:: Exercise aim ::
Which lines in the entries below contain the string "insert"? Show each of them in full.
(Supplied material Opens)
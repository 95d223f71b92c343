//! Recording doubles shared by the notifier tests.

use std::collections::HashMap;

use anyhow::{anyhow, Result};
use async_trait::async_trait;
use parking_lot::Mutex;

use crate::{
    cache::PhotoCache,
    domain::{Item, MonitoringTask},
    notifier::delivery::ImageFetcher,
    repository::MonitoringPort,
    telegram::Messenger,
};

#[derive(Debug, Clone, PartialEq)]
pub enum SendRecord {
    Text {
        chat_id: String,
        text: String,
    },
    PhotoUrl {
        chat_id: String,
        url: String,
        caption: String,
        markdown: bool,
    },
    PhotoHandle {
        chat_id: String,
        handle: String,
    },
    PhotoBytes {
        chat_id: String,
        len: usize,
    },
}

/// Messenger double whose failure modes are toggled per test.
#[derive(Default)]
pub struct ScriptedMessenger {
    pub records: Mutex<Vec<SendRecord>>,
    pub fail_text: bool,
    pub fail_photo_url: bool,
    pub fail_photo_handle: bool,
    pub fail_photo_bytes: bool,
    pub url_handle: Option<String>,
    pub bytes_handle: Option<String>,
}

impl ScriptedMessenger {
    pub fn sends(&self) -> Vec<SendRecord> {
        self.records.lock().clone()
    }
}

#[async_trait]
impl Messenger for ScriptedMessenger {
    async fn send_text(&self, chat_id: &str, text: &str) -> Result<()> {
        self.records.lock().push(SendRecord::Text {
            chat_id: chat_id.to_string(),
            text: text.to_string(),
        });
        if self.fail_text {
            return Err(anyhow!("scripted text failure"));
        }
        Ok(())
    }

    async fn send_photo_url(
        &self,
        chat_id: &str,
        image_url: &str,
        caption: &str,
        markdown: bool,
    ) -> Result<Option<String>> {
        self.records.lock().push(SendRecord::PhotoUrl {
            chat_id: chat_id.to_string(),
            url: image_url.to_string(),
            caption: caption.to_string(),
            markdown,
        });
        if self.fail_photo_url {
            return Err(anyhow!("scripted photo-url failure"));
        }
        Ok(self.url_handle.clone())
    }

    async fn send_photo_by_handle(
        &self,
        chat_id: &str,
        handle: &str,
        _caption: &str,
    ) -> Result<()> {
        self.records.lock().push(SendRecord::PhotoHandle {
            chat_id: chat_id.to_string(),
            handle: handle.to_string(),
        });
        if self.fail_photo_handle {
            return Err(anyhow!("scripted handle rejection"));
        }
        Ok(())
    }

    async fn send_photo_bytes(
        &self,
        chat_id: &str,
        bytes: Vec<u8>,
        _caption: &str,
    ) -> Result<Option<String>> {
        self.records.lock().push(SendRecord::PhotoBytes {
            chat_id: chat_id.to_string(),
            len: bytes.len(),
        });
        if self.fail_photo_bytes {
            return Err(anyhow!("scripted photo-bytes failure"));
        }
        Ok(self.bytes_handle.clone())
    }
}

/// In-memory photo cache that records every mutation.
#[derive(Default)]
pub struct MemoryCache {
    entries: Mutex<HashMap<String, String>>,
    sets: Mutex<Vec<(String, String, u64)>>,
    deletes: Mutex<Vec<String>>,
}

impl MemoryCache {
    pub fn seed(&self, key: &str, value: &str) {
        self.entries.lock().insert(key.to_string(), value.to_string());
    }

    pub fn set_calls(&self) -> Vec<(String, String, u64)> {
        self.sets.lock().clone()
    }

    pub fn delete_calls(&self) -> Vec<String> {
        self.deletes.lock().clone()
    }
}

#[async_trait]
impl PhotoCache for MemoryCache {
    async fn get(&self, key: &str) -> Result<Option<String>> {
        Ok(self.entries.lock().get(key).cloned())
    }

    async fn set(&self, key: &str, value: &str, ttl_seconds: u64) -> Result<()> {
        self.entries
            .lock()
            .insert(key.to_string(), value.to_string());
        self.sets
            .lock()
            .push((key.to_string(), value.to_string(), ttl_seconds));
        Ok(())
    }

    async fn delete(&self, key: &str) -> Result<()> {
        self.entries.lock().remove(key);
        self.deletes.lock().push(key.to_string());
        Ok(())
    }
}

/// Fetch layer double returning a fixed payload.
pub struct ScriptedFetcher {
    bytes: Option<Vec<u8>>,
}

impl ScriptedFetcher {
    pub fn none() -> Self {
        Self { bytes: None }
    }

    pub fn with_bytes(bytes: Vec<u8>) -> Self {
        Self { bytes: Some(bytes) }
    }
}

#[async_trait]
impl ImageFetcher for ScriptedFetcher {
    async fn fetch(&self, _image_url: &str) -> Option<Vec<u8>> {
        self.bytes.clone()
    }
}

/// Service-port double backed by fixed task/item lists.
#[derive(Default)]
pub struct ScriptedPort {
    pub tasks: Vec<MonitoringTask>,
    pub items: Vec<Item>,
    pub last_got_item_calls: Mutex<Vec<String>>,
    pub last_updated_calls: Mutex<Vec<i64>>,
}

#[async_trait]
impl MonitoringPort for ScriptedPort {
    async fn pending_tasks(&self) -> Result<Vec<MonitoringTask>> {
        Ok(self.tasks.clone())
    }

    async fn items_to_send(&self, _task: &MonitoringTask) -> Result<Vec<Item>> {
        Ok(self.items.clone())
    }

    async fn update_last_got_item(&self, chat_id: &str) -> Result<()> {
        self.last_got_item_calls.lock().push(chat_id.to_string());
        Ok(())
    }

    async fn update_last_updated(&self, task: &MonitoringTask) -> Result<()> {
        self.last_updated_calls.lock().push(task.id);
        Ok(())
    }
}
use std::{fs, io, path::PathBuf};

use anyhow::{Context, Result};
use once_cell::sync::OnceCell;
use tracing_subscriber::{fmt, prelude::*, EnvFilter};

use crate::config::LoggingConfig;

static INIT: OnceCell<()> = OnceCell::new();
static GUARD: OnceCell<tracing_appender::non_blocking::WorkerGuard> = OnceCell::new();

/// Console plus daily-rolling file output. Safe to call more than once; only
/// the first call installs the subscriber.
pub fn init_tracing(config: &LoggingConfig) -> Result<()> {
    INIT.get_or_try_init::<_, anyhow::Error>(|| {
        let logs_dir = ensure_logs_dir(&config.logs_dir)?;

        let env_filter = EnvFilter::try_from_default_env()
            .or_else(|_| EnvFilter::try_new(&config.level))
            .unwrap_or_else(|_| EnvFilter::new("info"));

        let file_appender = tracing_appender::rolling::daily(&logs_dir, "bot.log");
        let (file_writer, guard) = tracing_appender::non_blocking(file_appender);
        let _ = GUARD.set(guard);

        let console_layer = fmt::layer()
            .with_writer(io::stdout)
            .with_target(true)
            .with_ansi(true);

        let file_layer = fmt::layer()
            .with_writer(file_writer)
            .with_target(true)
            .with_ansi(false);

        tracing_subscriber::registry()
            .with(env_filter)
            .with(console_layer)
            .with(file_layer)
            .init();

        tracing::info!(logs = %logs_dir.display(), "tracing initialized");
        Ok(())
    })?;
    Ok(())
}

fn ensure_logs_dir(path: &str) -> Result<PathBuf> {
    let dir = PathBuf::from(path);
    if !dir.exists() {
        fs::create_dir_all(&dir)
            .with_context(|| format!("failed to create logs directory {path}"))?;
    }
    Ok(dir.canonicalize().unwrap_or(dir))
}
(Supplied material Closes)
:: Exercise result ::
        self.entries.lock().insert(key.to_string(), value.to_string());
            .insert(key.to_string(), value.to_string());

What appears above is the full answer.